Tuesday, April 21, 2009

Hormone Creams, Anger and Apple Cider Vinegar

This is the more technical update.

Hot flashes.

I never expected those to show up in my life. No really. I never had any PMS, cramps, mood swings, or any of that "female" stuff, and I assumed that would mean I'd get to skip all the troubles with menopause too. Not so. Not that they are bad. I understand that I am suffering from pretty mild forms of them, and yet they are hitting me with a harsh suddenness and are uncomfortable enough to get my full attention.


I know some of you have been through them, right? I remember Carol tearing off her sweater with that distinct urgency I now understand, more than once.

But, really, what the heck are these????

Why do our bodies need to produce all this heat? What exactly is happening inside of us when that goes on? I want a diagram of the chemical reactions, please! Oh, I am sure I could look this up on the internet, but I have been too lazy. No, that is actually not the right word any longer. I have chosen to honor other priorities that were part of my physical healing.

At this point I have been on estrogen and progesterone creams for 25 days. The flashes started about 5 days prior to that. Not much of a difference, as far as I remember the beginning.

I am hearing from some people it can take up to six months until the bioidentical hormone mix has been adjusted to fit the exact needs of the body... then they do go away.

I am also hearing, from Beth at the center in Delmar, that it is not always a question of the hormones, that it is also a question of the emotions. Wow! Hadn't heard that before. Yes, especially emotions in the realm of anger. Ohhhhh - ANGER!

Well, that means something to me. It means something to me as the 9 personality type in the enneagram. We 9s are the ones who want to avoid feelings of anger at any cost. We can't help it, we have been wired that way, we'd rather swallow our pride, deny our truth, stay silent, or go comatose than cause anger in the people around us, let alone feel it ourselves.
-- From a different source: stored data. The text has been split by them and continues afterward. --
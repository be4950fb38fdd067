use chrono::Utc;
use std::fs::OpenOptions;
use std::io::Write;
use std::path::{Path, PathBuf};
use std::sync::Mutex;

const LOG_FILE: &str = "engine.log";

/// JSON-lines log under the workspace `logs/` directory. Logging never
/// propagates errors; a failed append is dropped.
#[derive(Debug)]
pub struct EventLog {
    logs_dir: PathBuf,
    guard: Mutex<()>,
}

impl EventLog {
    pub fn new(logs_dir: impl AsRef<Path>) -> Self {
        Self {
            logs_dir: logs_dir.as_ref().to_path_buf(),
            guard: Mutex::new(()),
        }
    }

    pub fn info(&self, operation: &str, message: &str) {
        self.append("info", operation, message);
    }

    pub fn error(&self, operation: &str, message: &str) {
        self.append("error", operation, message);
    }

    fn append(&self, level: &str, operation: &str, message: &str) {
        let Ok(_guard) = self.guard.lock() else {
            return;
        };
        let path = self.logs_dir.join(LOG_FILE);
        let payload = serde_json::json!({
            "timestamp": Utc::now().to_rfc3339(),
            "level": level,
            "operation": operation,
            "message": message,
        });

        if let Ok(mut file) = OpenOptions::new().create(true).append(true).open(path) {
            let _ = writeln!(file, "{}", payload);
        }
    }
}

#[cfg(test)]
mod tests {
    use super::*;
    use std::fs;

    #[test]
    fn appends_json_lines() {
        let dir = tempfile::tempdir().expect("temp dir");
        let log = EventLog::new(dir.path());
        log.info("sync_alarms", "pass complete");
        log.error("reserve_alarm", "facility rejected request");

        let raw = fs::read_to_string(dir.path().join(LOG_FILE)).expect("log file");
        let lines: Vec<&str> = raw.lines().collect();
        assert_eq!(lines.len(), 2);

        let first: serde_json::Value = serde_json::from_str(lines[0]).expect("valid json line");
        assert_eq!(first["level"], "info");
        assert_eq!(first["operation"], "sync_alarms");
    }
}
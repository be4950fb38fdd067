use crate::infrastructure::error::EngineError;
use rusqlite::Connection;
use std::path::Path;

const SCHEMA_SQL: &str = include_str!("../../sql/schema.sql");

pub fn initialize_database(path: &Path) -> Result<(), EngineError> {
    let connection = Connection::open(path)?;
    connection.execute_batch(SCHEMA_SQL)?;
    Ok(())
}

pub(crate) fn open_connection(path: &Path) -> Result<Connection, EngineError> {
    Connection::open(path).map_err(EngineError::from)
}
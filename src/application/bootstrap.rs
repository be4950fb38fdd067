use crate::infrastructure::config::{ensure_default_configs, load_app_config, AppConfig};
use crate::infrastructure::error::EngineError;
use crate::infrastructure::storage::initialize_database;
use std::fs;
use std::path::{Path, PathBuf};

#[derive(Debug)]
pub struct BootstrapResult {
    pub workspace_root: PathBuf,
    pub database_path: PathBuf,
    pub logs_dir: PathBuf,
    pub config: AppConfig,
}

/// Prepares a workspace directory for the engine: config, state, and logs
/// subdirectories, default config files, and the schema-initialized
/// database. Safe to call on every startup.
pub fn bootstrap_workspace(workspace_root: &Path) -> Result<BootstrapResult, EngineError> {
    let config_dir = workspace_root.join("config");
    let state_dir = workspace_root.join("state");
    let logs_dir = workspace_root.join("logs");
    let database_path = state_dir.join("habitloop.sqlite");

    fs::create_dir_all(&config_dir)?;
    fs::create_dir_all(&state_dir)?;
    fs::create_dir_all(&logs_dir)?;

    ensure_default_configs(&config_dir)?;
    let config = load_app_config(&config_dir)?;
    initialize_database(&database_path)?;

    Ok(BootstrapResult {
        workspace_root: workspace_root.to_path_buf(),
        database_path,
        logs_dir,
        config,
    })
}
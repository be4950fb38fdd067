//! Daily rollover: materializes the ledger row for every loop when the
//! local calendar day changes. Runs once at startup and then from a
//! one-shot timer re-armed for each next local-midnight boundary, never a
//! poll loop.

use crate::application::classifier::is_active_day;
use crate::application::loops::ChangeEvent;
use crate::domain::models::{LedgerEntry, ResponseState};
use crate::infrastructure::clock::Clock;
use crate::infrastructure::error::EngineError;
use crate::infrastructure::event_log::EventLog;
use crate::infrastructure::ledger_store::LedgerStore;
use crate::infrastructure::loop_store::LoopStore;
use chrono::{DateTime, NaiveDate, Utc};
use std::sync::Arc;
use tokio::sync::broadcast;
use tokio::time::sleep;

pub struct RolloverService<L: LoopStore, G: LedgerStore> {
    loop_store: Arc<L>,
    ledger_store: Arc<G>,
    clock: Clock,
    event_log: Arc<EventLog>,
    events: broadcast::Sender<ChangeEvent>,
}

impl<L: LoopStore, G: LedgerStore> RolloverService<L, G> {
    pub fn new(
        loop_store: Arc<L>,
        ledger_store: Arc<G>,
        clock: Clock,
        event_log: Arc<EventLog>,
        events: broadcast::Sender<ChangeEvent>,
    ) -> Self {
        Self {
            loop_store,
            ledger_store,
            clock,
            event_log,
            events,
        }
    }

    /// Creates today's ledger rows for every known loop: NO_RESPONSE when
    /// the loop is enabled and active today, DISABLED otherwise so the loop
    /// stays out of response-rate denominators. Existing rows are never
    /// overwritten, which makes the rollover safe to repeat within a day.
    pub fn roll_over(&self, now: DateTime<Utc>) -> Result<usize, EngineError> {
        let today = self.clock.local_date(now);
        let mut created = 0;

        for definition in self.loop_store.get_all()? {
            if self.ledger_store.get(definition.id, today)?.is_some() {
                continue;
            }
            let state = if definition.enabled && is_active_day(&definition, today) {
                ResponseState::NoResponse
            } else {
                ResponseState::Disabled
            };
            self.ledger_store.upsert(&LedgerEntry {
                loop_id: definition.id,
                day: today,
                state,
            })?;
            created += 1;
        }

        if created > 0 {
            let _ = self.events.send(ChangeEvent::DayRolledOver(today));
        }
        Ok(created)
    }

    /// Removes stale rows still awaiting a response before the given day.
    pub fn clear_no_response_backlog(&self, before: NaiveDate) -> Result<u64, EngineError> {
        self.ledger_store.clear_no_response(Some(before))
    }

    pub fn next_boundary(&self, after: DateTime<Utc>) -> Option<DateTime<Utc>> {
        self.clock.local_midnight_after(after)
    }

    /// Startup rollover, then one-shot sleeps to each midnight boundary.
    /// Rollover failures are logged and retried at the next boundary.
    pub async fn run(&self) {
        loop {
            let now = self.clock.now();
            if let Err(error) = self.roll_over(now) {
                self.event_log
                    .error("roll_over", &format!("rollover failed: {error}"));
            }

            let Some(boundary) = self.next_boundary(now) else {
                self.event_log
                    .error("roll_over", "no next midnight boundary; rollover timer stopped");
                return;
            };
            let wait = (boundary - self.clock.now())
                .to_std()
                .unwrap_or(std::time::Duration::ZERO);
            sleep(wait).await;
        }
    }
}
I have come a long way, I mean, a looooooong way in liberating myself from this fixation... but who knows what is still in there??? That was my immediate thought when Beth mentioned it.
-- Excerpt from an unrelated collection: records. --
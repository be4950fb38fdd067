pub mod alarm_facility;
pub mod clock;
pub mod config;
pub mod error;
pub mod event_log;
pub mod ledger_store;
pub mod loop_store;
pub mod storage;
She felt I might even be able to access the emotion that is hiding in a flash when it comes, just by welcoming it... and that sounded great, much like journeywork, yeah I would try that!!!... but, no, I couldn't find anything. Maybe I am not doing it quite right, but the flash is so strong and so immediate and so physical, if there is an emotion, it slips through my investigative fingers like a fish in the water, whoops, gone, ooops, gone again, impossible to hold on to anything.
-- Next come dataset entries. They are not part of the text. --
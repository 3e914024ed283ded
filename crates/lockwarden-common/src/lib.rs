//! Lockwarden Common - Shared types and utilities
//!
//! This crate provides the foundational types used across all lockwarden components:
//! - Error type and result alias
//! - Process identity and lock holder tokens
//! - Configuration access
//! - Cancellation signal for the lock wait loop

pub mod configuration;
pub mod error;
pub mod identity;
pub mod signal;

// Re-exports for convenience
pub use configuration::Configuration;
pub use error::{LockError, Result};
pub use identity::{EnvIdentityProvider, HOLDER_DELIMITER, Identity, IdentityProvider};
pub use signal::CancelSignal;
//! SQL-backed lock store (MySQL/PostgreSQL/SQLite via SeaORM)
//!
//! Every mutation is a single `UPDATE ... WHERE` on the singleton row, so the
//! database provides the compare-and-swap. Success is judged by `rows_affected`.

use async_trait::async_trait;
use chrono::{NaiveDateTime, Utc};
use sea_orm::{prelude::Expr, *};
use tracing::{debug, info};

use lockwarden_common::{LockError, Result};

use crate::entity::database_change_log_lock::{self, LOCK_ROW_ID};
use crate::model::LockRecord;
use crate::traits::LockStore;

fn read_error(e: DbErr) -> LockError {
    LockError::StoreRead(e.to_string())
}

fn write_error(e: DbErr) -> LockError {
    LockError::StoreWrite(e.to_string())
}

/// Change log lock store over a SeaORM connection
pub struct SqlLockStore {
    db: DatabaseConnection,
}

impl SqlLockStore {
    pub fn new(db: DatabaseConnection) -> Self {
        Self { db }
    }

    /// Create the lock table if absent and make sure the unlocked singleton row exists.
    ///
    /// Safe to call from several instances at once: a duplicate insert loses
    /// to the row another instance just created.
    pub async fn init(&self) -> Result<()> {
        let backend = self.db.get_database_backend();
        let schema = Schema::new(backend);
        let mut create = schema.create_table_from_entity(database_change_log_lock::Entity);
        create.if_not_exists();
        self.db
            .execute(backend.build(&create))
            .await
            .map_err(write_error)?;

        if self.find_row().await?.is_some() {
            return Ok(());
        }

        let row = database_change_log_lock::ActiveModel {
            id: Set(LOCK_ROW_ID),
            locked: Set(false),
            lockgranted: Set(None),
            lockedby: Set(None),
        };
        if let Err(e) = database_change_log_lock::Entity::insert(row)
            .exec_without_returning(&self.db)
            .await
        {
            if self.find_row().await?.is_none() {
                return Err(write_error(e));
            }
            debug!("Lock row created concurrently by another instance");
        } else {
            info!("Initialized change log lock table");
        }
        Ok(())
    }

    async fn find_row(&self) -> Result<Option<database_change_log_lock::Model>> {
        database_change_log_lock::Entity::find_by_id(LOCK_ROW_ID)
            .one(&self.db)
            .await
            .map_err(read_error)
    }

    fn clear_statement() -> UpdateMany<database_change_log_lock::Entity> {
        database_change_log_lock::Entity::update_many()
            .col_expr(database_change_log_lock::Column::Locked, Expr::value(false))
            .col_expr(
                database_change_log_lock::Column::Lockgranted,
                Expr::value(Option::<NaiveDateTime>::None),
            )
            .col_expr(
                database_change_log_lock::Column::Lockedby,
                Expr::value(Option::<String>::None),
            )
            .filter(database_change_log_lock::Column::Id.eq(LOCK_ROW_ID))
    }
}

#[async_trait]
impl LockStore for SqlLockStore {
    async fn read(&self) -> Result<LockRecord> {
        self.find_row()
            .await?
            .map(LockRecord::from)
            .ok_or_else(|| {
                LockError::StoreRead("change log lock row is missing, run init first".to_string())
            })
    }

    async fn try_acquire(&self, holder: &str) -> Result<bool> {
        let granted = Utc::now().naive_utc();
        let result = database_change_log_lock::Entity::update_many()
            .col_expr(database_change_log_lock::Column::Locked, Expr::value(true))
            .col_expr(
                database_change_log_lock::Column::Lockgranted,
                Expr::value(granted),
            )
            .col_expr(
                database_change_log_lock::Column::Lockedby,
                Expr::value(holder.to_string()),
            )
            .filter(database_change_log_lock::Column::Id.eq(LOCK_ROW_ID))
            .filter(database_change_log_lock::Column::Locked.eq(false))
            .exec(&self.db)
            .await
            .map_err(write_error)?;

        let acquired = result.rows_affected == 1;
        debug!(holder = %holder, acquired, "Lock acquire attempted");
        Ok(acquired)
    }

    async fn release(&self, holder: &str) -> Result<bool> {
        let result = Self::clear_statement()
            .filter(database_change_log_lock::Column::Locked.eq(true))
            .filter(database_change_log_lock::Column::Lockedby.eq(holder))
            .exec(&self.db)
            .await
            .map_err(write_error)?;

        let released = result.rows_affected == 1;
        debug!(holder = %holder, released, "Lock release attempted");
        Ok(released)
    }

    async fn force_release(&self) -> Result<()> {
        Self::clear_statement()
            .exec(&self.db)
            .await
            .map_err(write_error)?;
        debug!("Lock force-released");
        Ok(())
    }
}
Meditation Mantra. That sounded great too. Om na ma shivaya. I had been chanting that in Uwe's Yoga class for years. She feels it is the practicing of deliberate focusedness for the mind. If done regularly in the morning, it sets the tone for the entire day. And then reciting it when the flash comes, it could immediately link me back into that free expansiveness in which a hot flash no longer thrives. So, admittedly I have not been able to do THAT. I have been repeating the mantra whenever a flash comes, and at night that does seem to help to go back to sleep again a little faster. I recite it during the day too, whenever it comes to my mind and that is several times... I even repeat the mantra on most days when I first wake up in the morning, but do I sit and practice for at least 10 minutes? EVERY day? No. So maybe this doesn't count as not working... it gets a maybe.

Last week when I had three flashes in a row, still in bed, right in the morning, Jimmy said:"I am going to look this up now, on earthclinic!" and whipped out his i-phone. This has become one of his favorite morning activities; still in bed, the i-phone is launched within seconds from it's resting spot on the bedside table. Important e-mail messages, weather reports, hang gliding blogs, or medical research.. you name it... a constant source of joy when he can find all this information right there at his fingertips... literally.

And earthclinic is one of his favorite sites... and because it really IS a great site, I'll give you the link right here. http://earthclinic.com/ When you go to the "ailments" tab, you can look up anything you are suffering from, and you'll get a list of the most successful home remedies people have reported on. Complete with testimonials. Check it out. Now, what you'll find is that at the top of most conditions that can be bothersome in a human body, it will give you apple cider vinegar as the top ranking remedy. So Jimmy was joking when he said, now they will recommend apple cider vinegar to you too. And lo and behold that is exactly what he found. 16 "Yea" Reports, way more than anything else, some of them stunning. No "Nay"s at all.

So, I started on ACV too. Twice a day. And while we do know that it is great for almost every single function and system in the body, it didn't really make a difference in the hot flashes either. ( I guess I should send in a "Nay"...)

This last weekend at the Journey in NJ, I thought I'll use the the physical journey exchange to find the root of the flashes. It took me to my marriage with Constantin. All the arguments we ever had. All the feelings of not being understood in the core of my soul, of being seen as something I was not... all the pain of separateness as it was becoming more and more evident, and all the ways I myself had contributed to that. Cleared that up. Cried a lot of old tears. Forgave and have been forgiven. Ahhh, yes, it does feel good. Will it help with the flashes? We'll see.